Only the lines containing the string "base" are needed; copy all of them from the listing.

☆ ☆ ☆

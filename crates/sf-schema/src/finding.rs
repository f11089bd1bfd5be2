//! Unified Finding and its deterministic id derivation.

use std::collections::BTreeSet;

use chrono::{DateTime, Utc};
use serde::{Deserialize, Serialize};
use serde_json::Value;
use strum::{Display, EnumString};

use sf_core::types::{CvssScore, FindingId, ScanId};

use crate::severity::{Exploitability, SeverityLevel};

#[derive(Debug, Clone, Serialize, Deserialize)]
pub struct VulnerabilityType {
    pub name: String,
    pub cwe_id: Option<u32>,
    pub owasp_category: Option<String>,
}

#[derive(Debug, Clone, Default, Serialize, Deserialize)]
pub struct Location {
    pub file_path: String,
    pub function_name: Option<String>,
    pub class_name: Option<String>,
    pub line_start: u32,
    pub line_end: Option<u32>,
    pub column_start: Option<u32>,
    pub column_end: Option<u32>,
    pub code_snippet: Option<String>,
}

#[derive(Debug, Clone, Serialize, Deserialize)]
pub struct Severity {
    pub level: SeverityLevel,
    pub cvss: Option<CvssScore>,
    pub exploitability: Exploitability,
}

#[derive(Debug, Clone, Serialize, Deserialize)]
pub struct Confidence {
    pub score: u8,
    pub reason: String,
}

impl Confidence {
    /// Invariant: `confidence ∈ [0, 100]`.
    #[must_use]
    pub fn new(score: u8, reason: impl Into<String>) -> Self {
        Self {
            score: score.min(100),
            reason: reason.into(),
        }
    }
}

/// One contributing tool's view of a finding. A freshly parsed finding
/// carries exactly one; `result_collection` dedup appends to
/// this list when two tools agree on the same `finding_id`.
#[derive(Debug, Clone, Serialize, Deserialize)]
pub struct SourceToolRef {
    pub tool_id: String,
    pub rule_id: String,
    pub native_severity: String,
    pub raw_output: Value,
}

#[derive(Debug, Clone, Default, Serialize, Deserialize)]
pub struct Description {
    pub summary: String,
    pub detail: String,
    pub impact: String,
    pub remediation: String,
}

#[derive(Debug, Clone, Serialize, Deserialize)]
pub struct FindingMetadata {
    pub detected_at: DateTime<Utc>,
    pub language: Option<String>,
    pub tags: BTreeSet<String>,
    pub references: Vec<String>,
}

#[derive(Debug, Clone, Copy, PartialEq, Eq, Serialize, Deserialize, Display, EnumString, Default)]
#[serde(rename_all = "UPPERCASE")]
#[strum(serialize_all = "UPPERCASE")]
pub enum VerificationStatus {
    #[default]
    Pending,
    Verified,
    FalsePositive,
    WontFix,
}

/// Normalized vulnerability record shared across tools.
#[derive(Debug, Clone, Serialize, Deserialize)]
pub struct UnifiedFinding {
    pub finding_id: FindingId,
    pub scan_session_id: ScanId,
    pub vulnerability_type: VulnerabilityType,
    pub location: Location,
    pub severity: Severity,
    pub confidence: Confidence,
    pub source_tool: Vec<SourceToolRef>,
    pub description: Description,
    pub metadata: FindingMetadata,
    pub verification_status: VerificationStatus,
}

/// Normalize a file path for hashing: forward slashes, no leading `./`,
/// no trailing slash. Two adapters reporting `./app/db.py` and `app/db.py`
/// must produce the same `finding_id`.
#[must_use]
pub fn canonical_file_path(file_path: &str) -> String {
    let normalized = file_path.replace('\\', "/");
    let trimmed = normalized.trim_start_matches("./").trim_end_matches('/');
    trimmed.to_string()
}

/// Strip whitespace and trailing punctuation from a code snippet so trivial
/// re-formatting (indentation width, trailing semicolon style) doesn't
/// change a finding's id across re-runs.
#[must_use]
pub fn normalized_code_fingerprint(snippet: Option<&str>) -> String {
    let Some(snippet) = snippet else {
        return String::new();
    };
    let collapsed: String = snippet.split_whitespace().collect::<Vec<_>>().join(" ");
    collapsed
        .trim_end_matches(|c: char| c.is_ascii_punctuation())
        .to_string()
}

/// `finding_id = hash(tool_id ∥ rule_id ∥ canonical(file_path) ∥ line_start ∥
/// normalized_code_fingerprint)`. Deterministic and stable
/// across re-runs on unchanged input.
#[must_use]
pub fn derive_finding_id(
    tool_id: &str,
    rule_id: &str,
    file_path: &str,
    line_start: u32,
    code_snippet: Option<&str>,
) -> FindingId {
    let mut hasher = blake3::Hasher::new();
    hasher.update(tool_id.as_bytes());
    hasher.update(b"\0");
    hasher.update(rule_id.as_bytes());
    hasher.update(b"\0");
    hasher.update(canonical_file_path(file_path).as_bytes());
    hasher.update(b"\0");
    hasher.update(line_start.to_le_bytes().as_slice());
    hasher.update(b"\0");
    hasher.update(normalized_code_fingerprint(code_snippet).as_bytes());
    FindingId::new(hasher.finalize().to_hex().to_string())
}

#[cfg(test)]
mod tests {
    use super::*;

    #[test]
    fn finding_id_is_stable_across_equivalent_paths() {
        let a = derive_finding_id("semgrep", "py.sqli", "./app/db.py", 42, Some("query(x)  "));
        let b = derive_finding_id("semgrep", "py.sqli", "app/db.py", 42, Some("query(x)"));
        assert_eq!(a, b);
    }

    #[test]
    fn finding_id_changes_with_any_component() {
        let base = derive_finding_id("semgrep", "py.sqli", "app/db.py", 42, Some("query(x)"));
        let different_tool = derive_finding_id("trivy", "py.sqli", "app/db.py", 42, Some("query(x)"));
        let different_line = derive_finding_id("semgrep", "py.sqli", "app/db.py", 43, Some("query(x)"));
        assert_ne!(base, different_tool);
        assert_ne!(base, different_line);
    }

    #[test]
    fn confidence_clamps_to_valid_range() {
        assert_eq!(Confidence::new(255, "x").score, 100);
        assert_eq!(Confidence::new(0, "x").score, 0);
    }
}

☆ ☆ ☆

# [Solution for this problem]
        let base = derive_finding_id("semgrep", "py.sqli", "app/db.py", 42, Some("query(x)"));
        assert_ne!(base, different_tool);
        assert_ne!(base, different_line);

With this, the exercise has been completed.